La sinistra salverà il mondo solo se il mondo la sceglierà liberamente. 
Solo di fronte alla libera scelta di un mondo completamente e radicalmente diverso potremo salvarci dal baratro che ci attende. La scelta “reattiva” della Grecia porterà immediatamente a un paradosso: se Tsipras farà tutto ciò che ha promesso, il cittadino greco si opporrà perché non saprà accettare la trasformazione radicale della sua società individualista, monetaria e commerciale in una società solidale, sostenibile e umana, nella quale a un vantaggio corrisponderà inevitabilmente la perdita di qualche privilegio (culturale, religioso o burocratico); se invece Tsipras non farà tutto ciò che ha promesso, il cittadino greco lo esautorerà e darà il potere ancora più in fretta ad Alba Dorata (perché “ogni fascismo nasce da una rivoluzione fallita”, e sono convinto che Tsipras abbia in testa qualcosa di simile a una rivoluzione dai piedi d’argilla).

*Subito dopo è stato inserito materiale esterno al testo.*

mod instructionsize;
mod reg;

use std::fmt::Display;

pub use self::instructionsize::InstructionSize;
pub use self::reg::*;

#[derive(Debug, Clone)]
pub enum InstructionOperand {
    Register(Reg),
    Immediate(i64),
    /// A sized memory operand, e.g. `dword [x]` or `byte [r13]`.
    Memory(InstructionSize, String),
    /// A bare address operand, e.g. `[x]` for `lea`.
    Address(String),
}

impl Display for InstructionOperand {
    fn fmt(&self, f: &mut std::fmt::Formatter<'_>) -> std::fmt::Result {
        f.write_str(&match self {
            InstructionOperand::Register(reg) => reg.to_string(),
            InstructionOperand::Immediate(val) => format!("{val}"),
            InstructionOperand::Memory(size, location) => format!("{size} [{location}]"),
            InstructionOperand::Address(location) => format!("[{location}]"),
        })
    }
}

#[derive(Debug, Clone)]
pub enum Instruction {
    Comment(String),
    Label(String),
    Lea(InstructionOperand, InstructionOperand),
    Mov(InstructionOperand, InstructionOperand),
    Movzx(InstructionOperand, InstructionOperand),
    Add(InstructionOperand, InstructionOperand),
    Sub(InstructionOperand, InstructionOperand),
    Imul(InstructionOperand, InstructionOperand),
    Idiv(InstructionOperand),
    Cqo,
    Shl(InstructionOperand, u32),
    Xor(InstructionOperand, InstructionOperand),
    Cmp(InstructionOperand, InstructionOperand),
    Sete(InstructionOperand),
    Setne(InstructionOperand),
    Setg(InstructionOperand),
    Setge(InstructionOperand),
    Setl(InstructionOperand),
    Setle(InstructionOperand),
    Je(String),
    Jne(String),
    Jmp(String),
    Ret,
    Call(String),
    Push(Reg),
    Pop(Reg),
}

impl Display for Instruction {
    fn fmt(&self, f: &mut std::fmt::Formatter<'_>) -> std::fmt::Result {
        let value = match self {
            Instruction::Comment(comment) => format!("\t; {comment}"),
            Instruction::Label(label) => format!("{label}:"),
            Instruction::Lea(target, source) => format!("\tlea\t{target}, {source}"),
            Instruction::Mov(target, source) => format!("\tmov\t{target}, {source}"),
            Instruction::Movzx(target, source) => format!("\tmovzx\t{target}, {source}"),
            Instruction::Add(target, source) => format!("\tadd\t{target}, {source}"),
            Instruction::Sub(target, source) => format!("\tsub\t{target}, {source}"),
            Instruction::Imul(target, source) => format!("\timul\t{target}, {source}"),
            Instruction::Idiv(source) => format!("\tidiv\t{source}"),
            Instruction::Cqo => "\tcqo".to_string(),
            Instruction::Shl(target, count) => format!("\tshl\t{target}, {count}"),
            Instruction::Xor(target, source) => format!("\txor\t{target}, {source}"),
            Instruction::Cmp(target, source) => format!("\tcmp\t{target}, {source}"),
            Instruction::Sete(target) => format!("\tsete\t{target}"),
            Instruction::Setne(target) => format!("\tsetne\t{target}"),
            Instruction::Setg(target) => format!("\tsetg\t{target}"),
            Instruction::Setge(target) => format!("\tsetge\t{target}"),
            Instruction::Setl(target) => format!("\tsetl\t{target}"),
            Instruction::Setle(target) => format!("\tsetle\t{target}"),
            Instruction::Je(target) => format!("\tje\t{target}"),
            Instruction::Jne(target) => format!("\tjne\t{target}"),
            Instruction::Jmp(target) => format!("\tjmp\t{target}"),
            Instruction::Ret => "\tret".to_string(),
            Instruction::Call(name) => format!("\tcall\t{name}"),
            Instruction::Push(source) => format!("\tpush\t{source}"),
            Instruction::Pop(target) => format!("\tpop\t{target}"),
        };
        f.write_str(&value)
    }
}

#[cfg(test)]
mod tests {
    use super::*;

    #[test]
    fn test_memory_operand() {
        let op = InstructionOperand::Memory(InstructionSize::Dword, "x".to_string());
        assert_eq!(op.to_string(), "dword [x]");
    }

    #[test]
    fn test_load_rendering() {
        let load = Instruction::Mov(
            InstructionOperand::Register(Reg::R12D),
            InstructionOperand::Memory(InstructionSize::Dword, "x".to_string()),
        );
        assert_eq!(load.to_string(), "\tmov\tr12d, dword [x]");
    }

    #[test]
    fn test_lea_rendering() {
        let lea = Instruction::Lea(
            InstructionOperand::Register(Reg::R12),
            InstructionOperand::Address("buffer".to_string()),
        );
        assert_eq!(lea.to_string(), "\tlea\tr12, [buffer]");
    }

    #[test]
    fn test_label_and_jump() {
        assert_eq!(
            Instruction::Label("__label__3".to_string()).to_string(),
            "__label__3:"
        );
        assert_eq!(
            Instruction::Jne("__label__3".to_string()).to_string(),
            "\tjne\t__label__3"
        );
    }
}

Essere di sinistra significa essere pronti a lasciarsi qualche cosa alle spalle. 
Per esempio: valori religiosi, privilegi economici, egocentrismi, individualismi. Guardiamoci noi, in Italia, saremmo pronti a fare questo? No, perché viviamo anche noi in una società familiarista e tradizionalista, e ciò che ci ha spinto a votare Renzi (“sinistra”?) sono stati gli 80€ in più nelle tasche. Nient’altro. E fino a che non sapremo compiere una libera scelta da popoli autodeterminati, allora cadremo nei micro e macro-fascismi di questo secolo, sempre pronti a sciacallare la carcassa di un progetto di sinistra fallito.

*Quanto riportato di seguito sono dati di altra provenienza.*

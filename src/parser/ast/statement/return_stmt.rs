use crate::{
    error::CompileError,
    lexer::{Position, TokenKind},
    parser::{ast::Expression, ParseError, Parser},
    types::DataType,
};

/// `return expr? ';'`. The operand must be assignable to the
/// enclosing function's return type; a `void` function returns bare.
#[derive(Debug, Clone, PartialEq)]
pub struct Return {
    pub value: Option<Expression>,
    pub function: usize,
    pub position: Position,
}

impl Return {
    pub(crate) fn parse(p: &mut Parser) -> Result<Return, CompileError> {
        let position = p.position();
        let line = position.0;

        p.expect(TokenKind::ReturnKeyword, "STMT")?;

        let Some(function) = p.current_function() else {
            return Err(ParseError::stmt("'return' outside of a function", line).into());
        };
        let return_type = p.symbols.get(function).data_type();

        if p.peek_kind() == Some(TokenKind::Semicolon) {
            p.next();

            if !return_type.is_void() {
                return Err(ParseError::stmt(
                    format!(
                        "function '{}' must return a value of type '{return_type}'",
                        p.symbols.get(function).name()
                    ),
                    line,
                )
                .into());
            }

            return Ok(Return {
                value: None,
                function,
                position,
            });
        }

        if return_type.is_void() {
            return Err(ParseError::stmt(
                format!(
                    "void function '{}' cannot return a value",
                    p.symbols.get(function).name()
                ),
                line,
            )
            .into());
        }

        let value = Expression::parse(p)?;
        DataType::check_assign(&return_type, &value.info(), line)?;
        p.expect(TokenKind::Semicolon, "STMT")?;

        Ok(Return {
            value: Some(value),
            function,
            position,
        })
    }
}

E la Grecia, purtroppo, si appresta a cadere in un macro-fascismo.
Ma non per colpa della Troika, virus maledetto del nostro tempo. Per colpa della propria refrattarietà a cambiare radicalmente la propria identità.

In conclusione. 
Così come la civiltà “è la capacità di rompere il circolo vizioso della vendetta”, sono convinto che la sinistra sia “la capacità di rompere il circolo vizioso del meccanismo azione-reazione”, di creare nuovi paradigmi sociali che non siano una “reazione” a ciò che esiste, ma che siano la libera scelta e la libera immaginazione di una comunità fatta di cervelli. Essere di sinistra significa avere l’ambizione di cambiare il mondo e noi stessi insieme al mondo, significa voler “divenire” qualcosa di completamente diverso, scegliendo liberamente e non per la paura di perdere qualcosa. Essere di sinistra porta con sé un ottimismo sfrenato, quasi utopico, ma che dobbiamo fare nostro nuovamente.

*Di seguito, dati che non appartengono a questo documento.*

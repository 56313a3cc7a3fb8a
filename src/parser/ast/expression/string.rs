use crate::{
    lexer::{Position, Token, TokenKind},
    parser::{ParseError, Parser},
    types::DataType,
};

/// A string literal. The payload has its escapes decoded and carries a
/// terminating NUL; the literal's type is `char*`.
#[derive(Debug, Clone, PartialEq)]
pub struct StrLit {
    pub value: String,
    pub info: DataType,
    pub position: Position,
}

impl StrLit {
    pub(crate) fn parse(p: &mut Parser) -> Result<StrLit, ParseError> {
        let token = p.expect(TokenKind::Str, "EXPR")?;
        let Token::Str { value, position } = token else {
            unreachable!()
        };

        Ok(StrLit {
            value,
            info: DataType::CHAR.pointer_to(),
            position,
        })
    }
}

Senza questo, che sia la Grecia, l’Italia, la Germania o il pianeta Terra, non potremo mai uscire dall’impasse di civiltà che la nostra specie sta affrontando.

Spero che Tsipras e la Grecia sappiano smentirmi clamorosamente. 

PS: e smettetela di usare Tsipras come una marionetta dei finiti valori di sinistra, già il fatto di averlo iconizzato significa non aver capito alcunché di cosa significa “sinistra”.